*What to work on*. Write the entries out exactly, with the final line being the one containing "framework-level deserialize failure.".

= = = = = = =

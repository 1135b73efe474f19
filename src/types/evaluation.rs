use crate::workflow::{DecisionAction, EvaluationStatus, RespondentType};
use chrono::{DateTime, NaiveDate, Utc};
use serde::{Deserialize, Serialize};
use std::collections::HashMap;
use uuid::Uuid;

/// Create payload. Ids arrive as strings so malformed ones surface as a
/// validation error instead of a framework-level deserialize failure.
#[derive(Debug, Clone, Serialize, Deserialize)]
pub struct RCreateEvaluation {
    pub funcionario_id: String,
    pub avaliador_id: String,
    pub ciclo_id: Option<Uuid>,
    pub periodo: String,
    pub data_inicio: Option<NaiveDate>,
    pub data_fim: Option<NaiveDate>,
}

/// Validated create payload handed to the db layer.
#[derive(Debug, Clone)]
pub struct DBEvaluationCreate {
    pub funcionario_id: Uuid,
    pub avaliador_id: Uuid,
    pub ciclo_id: Option<Uuid>,
    pub periodo: String,
    pub data_inicio: Option<NaiveDate>,
    pub data_fim: Option<NaiveDate>,
}

#[derive(Debug, Clone, Serialize, Deserialize)]
pub struct AnswerInput {
    pub pergunta_id: i32,
    pub nota: Option<f64>,
    pub comentario: Option<String>,
}

#[derive(Debug, Clone, Serialize, Deserialize)]
pub struct RSubmitQuestionnaire {
    pub respondente_tipo: RespondentType,
    pub respostas: Vec<AnswerInput>,
}

#[derive(Debug, Clone, Serialize, Deserialize)]
pub struct RManagerDecision {
    pub acao: DecisionAction,
    pub comentario_avaliador: Option<String>,
    pub motivo_devolucao: Option<String>,
}

#[derive(Debug, Clone, Default)]
pub struct EvaluationFilters {
    pub status: Option<Vec<EvaluationStatus>>,
    pub funcionario_id: Option<Uuid>,
    pub avaliador_id: Option<Uuid>,
    pub ciclo_id: Option<Uuid>,
    pub periodo: Option<String>,
    pub criado_de: Option<DateTime<Utc>>,
    pub criado_ate: Option<DateTime<Utc>>,
}

/// Raw query-string shape for list/metrics routes; `status` is a comma list.
#[derive(Debug, Clone, Deserialize)]
pub struct QEvaluationFilters {
    pub status: Option<String>,
    pub funcionario_id: Option<Uuid>,
    pub avaliador_id: Option<Uuid>,
    pub ciclo_id: Option<Uuid>,
    pub periodo: Option<String>,
    pub criado_de: Option<DateTime<Utc>>,
    pub criado_ate: Option<DateTime<Utc>>,
    pub page: Option<u64>,
    pub per_page: Option<u64>,
}

#[derive(Debug, Clone, Copy)]
pub struct Pagination {
    pub page: u64,
    pub per_page: u64,
}

impl Default for Pagination {
    fn default() -> Self {
        Pagination {
            page: 1,
            per_page: 20,
        }
    }
}

#[derive(Debug, Serialize)]
pub struct PaginatedList<T: Serialize> {
    pub items: Vec<T>,
    pub page: u64,
    pub per_page: u64,
    pub total: u64,
}

/// Full read model for a single evaluation: the record, its answers and the
/// coarse legacy status some consumers still expect.
#[derive(Debug, Serialize)]
pub struct EvaluationDetail {
    #[serde(flatten)]
    pub avaliacao: entity::evaluation::Model,
    pub status_legado: crate::workflow::CoarseStatus,
    pub respostas: Vec<entity::answer::Model>,
}

#[derive(Debug, Serialize)]
pub struct EvaluationMetrics {
    pub total: u64,
    pub por_status: HashMap<String, u64>,
    /// approved / total, 0 when the filtered set is empty.
    pub taxa_conclusao: f64,
}

#[derive(Debug, Serialize)]
pub struct ReminderReport {
    pub lembretes_enviados: u64,
}
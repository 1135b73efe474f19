use sea_orm_migration::prelude::*;

#[derive(DeriveMigrationName)]
pub struct Migration;

#[async_trait::async_trait]
impl MigrationTrait for Migration {
    async fn up(&self, m: &SchemaManager) -> Result<(), DbErr> {
        m.create_table(
            Table::create()
                .table(Avaliacao::Table)
                .col(
                    ColumnDef::new(Avaliacao::Id)
                        .uuid()
                        .not_null()
                        .primary_key(),
                )
                .col(ColumnDef::new(Avaliacao::FuncionarioId).uuid().not_null())
                .col(ColumnDef::new(Avaliacao::AvaliadorId).uuid().not_null())
                .col(ColumnDef::new(Avaliacao::CicloId).uuid().null())
                .col(ColumnDef::new(Avaliacao::Periodo).string().not_null())
                .col(ColumnDef::new(Avaliacao::Status).string().not_null())
                .col(ColumnDef::new(Avaliacao::DataInicio).date().not_null())
                .col(ColumnDef::new(Avaliacao::DataFim).date().null())
                .col(ColumnDef::new(Avaliacao::PontuacaoTotal).double().null())
                .col(ColumnDef::new(Avaliacao::MediaGeral).double().null())
                .col(ColumnDef::new(Avaliacao::DadosColaborador).json_binary().null())
                .col(ColumnDef::new(Avaliacao::DadosGerente).json_binary().null())
                .col(
                    ColumnDef::new(Avaliacao::DeletedAt)
                        .timestamp_with_time_zone()
                        .null(),
                )
                .col(
                    ColumnDef::new(Avaliacao::CreatedAt)
                        .timestamp_with_time_zone()
                        .not_null(),
                )
                .col(
                    ColumnDef::new(Avaliacao::UpdatedAt)
                        .timestamp_with_time_zone()
                        .not_null(),
                )
                .to_owned(),
        )
        .await?;

        m.create_index(
            Index::create()
                .name("idx_avaliacao_funcionario")
                .table(Avaliacao::Table)
                .col(Avaliacao::FuncionarioId)
                .to_owned(),
        )
        .await?;

        m.create_index(
            Index::create()
                .name("idx_avaliacao_avaliador")
                .table(Avaliacao::Table)
                .col(Avaliacao::AvaliadorId)
                .to_owned(),
        )
        .await?;

        m.create_table(
            Table::create()
                .table(AvaliacaoResposta::Table)
                .col(
                    ColumnDef::new(AvaliacaoResposta::Id)
                        .uuid()
                        .not_null()
                        .primary_key(),
                )
                .col(
                    ColumnDef::new(AvaliacaoResposta::AvaliacaoId)
                        .uuid()
                        .not_null(),
                )
                .col(
                    ColumnDef::new(AvaliacaoResposta::PerguntaId)
                        .integer()
                        .not_null(),
                )
                .col(
                    ColumnDef::new(AvaliacaoResposta::RespondenteTipo)
                        .string()
                        .not_null(),
                )
                .col(ColumnDef::new(AvaliacaoResposta::Nota).double().null())
                .col(ColumnDef::new(AvaliacaoResposta::Comentario).text().null())
                .col(
                    ColumnDef::new(AvaliacaoResposta::CreatedAt)
                        .timestamp_with_time_zone()
                        .not_null(),
                )
                .col(
                    ColumnDef::new(AvaliacaoResposta::UpdatedAt)
                        .timestamp_with_time_zone()
                        .not_null(),
                )
                .to_owned(),
        )
        .await?;

        m.alter_table(
            Table::alter()
                .table(AvaliacaoResposta::Table)
                .add_foreign_key(
                    TableForeignKey::new()
                        .name("fk_resposta_avaliacao")
                        .from_tbl(AvaliacaoResposta::Table)
                        .from_col(AvaliacaoResposta::AvaliacaoId)
                        .to_tbl(Avaliacao::Table)
                        .to_col(Avaliacao::Id)
                        .on_delete(ForeignKeyAction::Cascade)
                        .on_update(ForeignKeyAction::Cascade),
                )
                .to_owned(),
        )
        .await?;

        // Upsert target: one answer per (avaliacao, pergunta, respondente)
        m.create_index(
            Index::create()
                .name("uq_resposta_avaliacao_pergunta_respondente")
                .table(AvaliacaoResposta::Table)
                .col(AvaliacaoResposta::AvaliacaoId)
                .col(AvaliacaoResposta::PerguntaId)
                .col(AvaliacaoResposta::RespondenteTipo)
                .unique()
                .to_owned(),
        )
        .await?;

        Ok(())
    }

    async fn down(&self, m: &SchemaManager) -> Result<(), DbErr> {
        m.drop_table(
            Table::drop()
                .table(AvaliacaoResposta::Table)
                .if_exists()
                .to_owned(),
        )
        .await?;
        m.drop_table(Table::drop().table(Avaliacao::Table).if_exists().to_owned())
            .await?;
        Ok(())
    }
}

#[derive(DeriveIden)]
enum Avaliacao {
    Table,
    Id,
    FuncionarioId,
    AvaliadorId,
    CicloId,
    Periodo,
    Status,
    DataInicio,
    DataFim,
    PontuacaoTotal,
    MediaGeral,
    DadosColaborador,
    DadosGerente,
    DeletedAt,
    CreatedAt,
    UpdatedAt,
}

#[derive(DeriveIden)]
enum AvaliacaoResposta {
    Table,
    Id,
    AvaliacaoId,
    PerguntaId,
    RespondenteTipo,
    Nota,
    Comentario,
    CreatedAt,
    UpdatedAt,
}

= = = = = = =

*Output below*.
repository 1135b73efe474f19
filename src/types/evaluation.rs
use crate::workflow::{DecisionAction, EvaluationStatus, RespondentType};
use chrono::{DateTime, NaiveDate, Utc};
use serde::{Deserialize, Serialize};
use std::collections::HashMap;
use uuid::Uuid;

/// Create payload. Ids arrive as strings so malformed ones surface as a
/// validation error instead of a framework-level deserialize failure.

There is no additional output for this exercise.